» Required action: From the first line of the entries below to the line with "revenue, end conditions, autosave.", give each line again exactly.

» Information given:
━━━━━━━━━━━━━━━━━━━━

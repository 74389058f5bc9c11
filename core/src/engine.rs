//! The game engine — one step at a time, one writer at a time.
//!
//! EXECUTION ORDER per step (fixed, documented, never reordered):
//!   1. Wall clock advances; due timers fire (even while paused).
//!   2. If unpaused: simulated clock advances.
//!   3. Hour rollover: ticket timeout sweep, staff mood drift.
//!   4. Day rollover: payroll, client revenue, end conditions, autosave.
//!   5. Per-tick subsystem pass: power → cooling → clients → events.
//!
//! RULES:
//!   - All mutations happen inside a single callback body; the engine
//!     is the only writer of GameState.
//!   - All randomness flows through the RngBank.
//!   - A terminal outcome halts stepping and clears pending timers.

use crate::{
    client_subsystem::{self, ClientSubsystem},
    command::PlayerCommand,
    config::GameConfig,
    cooling_subsystem::{self, CoolingSubsystem},
    endings::{self, GameOutcome},
    error::{ActionError, SimResult},
    event::SimEvent,
    power_subsystem::{self, PowerSubsystem},
    random_events::RandomEventsSubsystem,
    rng::{RngBank, SubsystemSlot},
    snapshot::{SaveGame, SAVE_VERSION},
    staffing,
    state::GameState,
    store::CompanyStore,
    story::{self, StoryBeat, StoryStage},
    subsystem::Subsystem,
    tickets::{self, ResolutionOutcome},
    timer::{TimerKind, TimerQueue},
    types::Tick,
};

pub struct GameEngine {
    pub config: GameConfig,
    pub state: GameState,
    seed: u64,
    rng: RngBank,
    timers: TimerQueue,
    subsystems: Vec<(SubsystemSlot, Box<dyn Subsystem>)>,
    store: CompanyStore,
}

impl std::fmt::Debug for GameEngine {
    fn fmt(&self, f: &mut std::fmt::Formatter<'_>) -> std::fmt::Result {
        f.debug_struct("GameEngine")
            .field("config", &self.config)
            .field("state", &self.state)
            .field("seed", &self.seed)
            .finish_non_exhaustive()
    }
}

impl GameEngine {
    /// Start a fresh company: seed the state, post the opening mail,
    /// arm the first story beat, and persist the new save.
    pub fn new_game(
        company: &str,
        seed: u64,
        config: GameConfig,
        store: CompanyStore,
    ) -> SimResult<Self> {
        if store.company_exists(company)? {
            return Err(ActionError::CompanyExists {
                name: company.to_string(),
            }
            .into());
        }

        let mut state = GameState::new(company, &config);
        story::post_starting_messages(&mut state, &config);

        let mut timers = TimerQueue::new();
        timers.schedule_wall(
            state.wall_tick,
            config.story.first_ticket_delay,
            TimerKind::StoryBeat {
                beat: StoryBeat::FirstTicket,
            },
        );

        let engine = Self {
            rng: RngBank::new(seed),
            subsystems: Self::build_subsystems(&config),
            config,
            state,
            seed,
            timers,
            store,
        };
        engine.save()?;
        log::info!("new game initialized: {company} (seed {seed})");
        Ok(engine)
    }

    /// Reconstruct a session losslessly from its stored save.
    pub fn resume(company: &str, config: GameConfig, store: CompanyStore) -> SimResult<Self> {
        let save = store.load_company(company)?;
        log::info!(
            "game loaded: {company}, day {}",
            save.state.clock.day
        );
        Ok(Self {
            rng: RngBank::new(save.seed),
            subsystems: Self::build_subsystems(&config),
            config,
            state: save.state,
            seed: save.seed,
            timers: save.timers,
            store,
        })
    }

    // EXECUTION ORDER — fixed, documented, never reordered.
    fn build_subsystems(config: &GameConfig) -> Vec<(SubsystemSlot, Box<dyn Subsystem>)> {
        vec![
            (
                SubsystemSlot::Power,
                Box::new(PowerSubsystem::new(config.power.clone())) as Box<dyn Subsystem>,
            ),
            (
                SubsystemSlot::Cooling,
                Box::new(CoolingSubsystem::new(config.cooling.clone())),
            ),
            (
                SubsystemSlot::Clients,
                Box::new(ClientSubsystem::new(config.clients.clone())),
            ),
            (
                SubsystemSlot::Events,
                Box::new(RandomEventsSubsystem::new(
                    config.events.clone(),
                    config.staffing.sick_return_delay,
                )),
            ),
        ]
    }

    /// Advance one engine step. This is the core driver tick.
    pub fn step(&mut self) -> SimResult<Vec<SimEvent>> {
        if self.state.is_terminal() {
            return Ok(vec![]);
        }

        self.state.wall_tick += 1;
        let mut events = Vec::new();

        // Wall timers fire even while paused — in-flight resolutions
        // and story chaining are not gated by the sim clock.
        let due = self
            .timers
            .take_due(self.state.wall_tick, self.state.sim_tick);
        for kind in due {
            events.extend(self.fire_timer(kind)?);
        }

        if self.state.clock.paused {
            return Ok(events);
        }

        self.state.sim_tick += 1;
        let crossed = self.state.clock.advance();

        if crossed.hour_rolled {
            events.extend(self.hourly()?);
        }
        if crossed.day_rolled {
            events.extend(self.daily()?);
            if self.state.is_terminal() {
                return Ok(events);
            }
        }

        // Per-tick subsystem pass, in registration order. Later
        // subsystems observe earlier subsystems' effects.
        for (slot, subsystem) in self.subsystems.iter_mut() {
            let rng = self.rng.get(*slot);
            let new_events = subsystem.update(&mut self.state, &mut self.timers, rng)?;
            events.extend(new_events);
        }

        Ok(events)
    }

    /// Run n steps in a loop. Used for testing and fast-forward.
    pub fn run_steps(&mut self, n: u64) -> SimResult<()> {
        for _ in 0..n {
            self.step()?;
        }
        Ok(())
    }

    fn fire_timer(&mut self, kind: TimerKind) -> SimResult<Vec<SimEvent>> {
        match kind {
            TimerKind::ResolutionCheck {
                ticket_id,
                assignee,
            } => {
                let rng = self.rng.get(SubsystemSlot::Tickets);
                let (events, outcome) = tickets::resolution_check(
                    &mut self.state,
                    &self.config.tickets,
                    rng,
                    ticket_id,
                    assignee,
                );
                if outcome == ResolutionOutcome::Resolved {
                    self.timers.schedule_wall(
                        self.state.wall_tick,
                        self.config.story.offer_delay_after_resolve,
                        TimerKind::StoryBeat {
                            beat: StoryBeat::ClientOffer,
                        },
                    );
                    self.save()?;
                }
                Ok(events)
            }
            TimerKind::StoryBeat { beat } => {
                Ok(story::run_beat(&mut self.state, &self.config.story, beat))
            }
            TimerKind::StaffReturn { role } => {
                self.state.staff.get_mut(role).count += 1;
                log::info!("{role} staffer returned to duty");
                Ok(vec![SimEvent::StaffReturned { role }])
            }
        }
    }

    /// Hourly boundary: ticket countdown sweep, then staff mood drift.
    fn hourly(&mut self) -> SimResult<Vec<SimEvent>> {
        let (events, failed) = tickets::hourly_sweep(&mut self.state, &self.config.tickets);
        if failed > 0 {
            // Progression continues even on failure.
            self.timers.schedule_wall(
                self.state.wall_tick,
                self.config.story.offer_delay_after_fail,
                TimerKind::StoryBeat {
                    beat: StoryBeat::ClientOffer,
                },
            );
        }

        staffing::hourly_mood_drift(
            &mut self.state,
            &self.config.staffing,
            self.rng.get(SubsystemSlot::Staffing),
        );
        Ok(events)
    }

    /// Daily boundary: settlement, end conditions, autosave.
    fn daily(&mut self) -> SimResult<Vec<SimEvent>> {
        let salaries = staffing::daily_payroll(&mut self.state);
        let revenue = client_subsystem::collect_daily_revenue(&mut self.state);
        let day = self.state.clock.day;
        log::info!("day {day}: salaries -${salaries}, revenue +${revenue}");

        let mut events = vec![SimEvent::DailySettlement {
            day,
            salaries,
            revenue,
        }];

        if let Some(outcome) = endings::evaluate(&self.state, &self.config.endings) {
            events.push(self.finish(outcome)?);
            return Ok(events);
        }

        self.save()?;
        Ok(events)
    }

    fn finish(&mut self, outcome: GameOutcome) -> SimResult<SimEvent> {
        let reason = match outcome {
            GameOutcome::Won { reason } | GameOutcome::Lost { reason } => reason,
        };
        log::info!("game ended: {}", reason.headline());
        self.state.outcome = Some(outcome);
        self.state.clock.pause();
        // Queue contract: nothing fires after a terminal outcome.
        self.timers.clear();
        self.save()?;
        Ok(SimEvent::GameEnded { outcome })
    }

    /// Apply one player action. Rejections leave the state untouched.
    pub fn handle_command(&mut self, cmd: PlayerCommand) -> Result<Vec<SimEvent>, ActionError> {
        if self.state.is_terminal() {
            return Err(ActionError::GameEnded);
        }

        match cmd {
            PlayerCommand::Pause => {
                self.state.clock.pause();
                Ok(vec![SimEvent::Paused])
            }
            PlayerCommand::Resume => {
                self.state.clock.resume();
                Ok(vec![SimEvent::Resumed])
            }
            PlayerCommand::AssignTicket {
                ticket_id,
                assignee,
            } => tickets::assign(
                &mut self.state,
                &mut self.timers,
                &self.config.tickets,
                ticket_id,
                assignee,
            ),
            PlayerCommand::AcceptClientOffer => {
                let events = story::accept_client(&mut self.state, &self.config.story)?;
                self.timers.schedule_wall(
                    self.state.wall_tick,
                    self.config.story.hiring_delay_after_accept,
                    TimerKind::StoryBeat {
                        beat: StoryBeat::HiringNeed,
                    },
                );
                Ok(events)
            }
            PlayerCommand::DeclineClientOffer => {
                let events = story::decline_client(&mut self.state, &self.config.story)?;
                self.timers.schedule_wall(
                    self.state.wall_tick,
                    self.config.story.hiring_delay_after_decline,
                    TimerKind::StoryBeat {
                        beat: StoryBeat::HiringNeed,
                    },
                );
                Ok(events)
            }
            PlayerCommand::HireCandidate { index } => {
                let mut events = staffing::hire(&mut self.state, &self.config.staffing, index)?;
                if self.state.story_stage == StoryStage::NeedHire
                    && story::tutorial_complete(&self.state)
                    && story::advance(&mut self.state, StoryStage::Playing)
                {
                    events.push(SimEvent::TutorialComplete);
                }
                Ok(events)
            }
            PlayerCommand::UpgradePower => {
                power_subsystem::upgrade(&mut self.state, &self.config.power)
            }
            PlayerCommand::MaintainCooling => {
                cooling_subsystem::maintain(&mut self.state, &self.config.cooling)
            }
            PlayerCommand::OrderServer { cost } => {
                if self.state.money < cost {
                    return Err(ActionError::InsufficientFunds {
                        needed: cost,
                        available: self.state.money,
                    });
                }
                self.state.money -= cost;
                self.state.space_used += 1;
                log::info!("new server installed (${cost})");
                Ok(vec![SimEvent::ServerOrdered { cost }])
            }
        }
    }

    /// The full session as a plain-data snapshot.
    pub fn snapshot(&self) -> SaveGame {
        SaveGame {
            version: SAVE_VERSION,
            seed: self.seed,
            state: self.state.clone(),
            timers: self.timers.clone(),
        }
    }

    /// Persist the current session under its company name.
    pub fn save(&self) -> SimResult<()> {
        self.store.save_company(&self.state.company, &self.snapshot())
    }

    /// Pending logical timers. Exposed for tooling and tests.
    pub fn pending_timers(&self) -> usize {
        self.timers.pending()
    }

    /// Wall steps elapsed since game start.
    pub fn wall_tick(&self) -> Tick {
        self.state.wall_tick
    }
}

━━━━━━━━━━━━━━━━━━━━

» Problem solution:
repository 74389058f5bc9c11
filename core/src/engine.rs
//! The game engine — one step at a time, one writer at a time.
//!
//! EXECUTION ORDER per step (fixed, documented, never reordered):
//!   1. Wall clock advances; due timers fire (even while paused).
//!   2. If unpaused: simulated clock advances.
//!   3. Hour rollover: ticket timeout sweep, staff mood drift.
//!   4. Day rollover: payroll, client revenue, end conditions, autosave.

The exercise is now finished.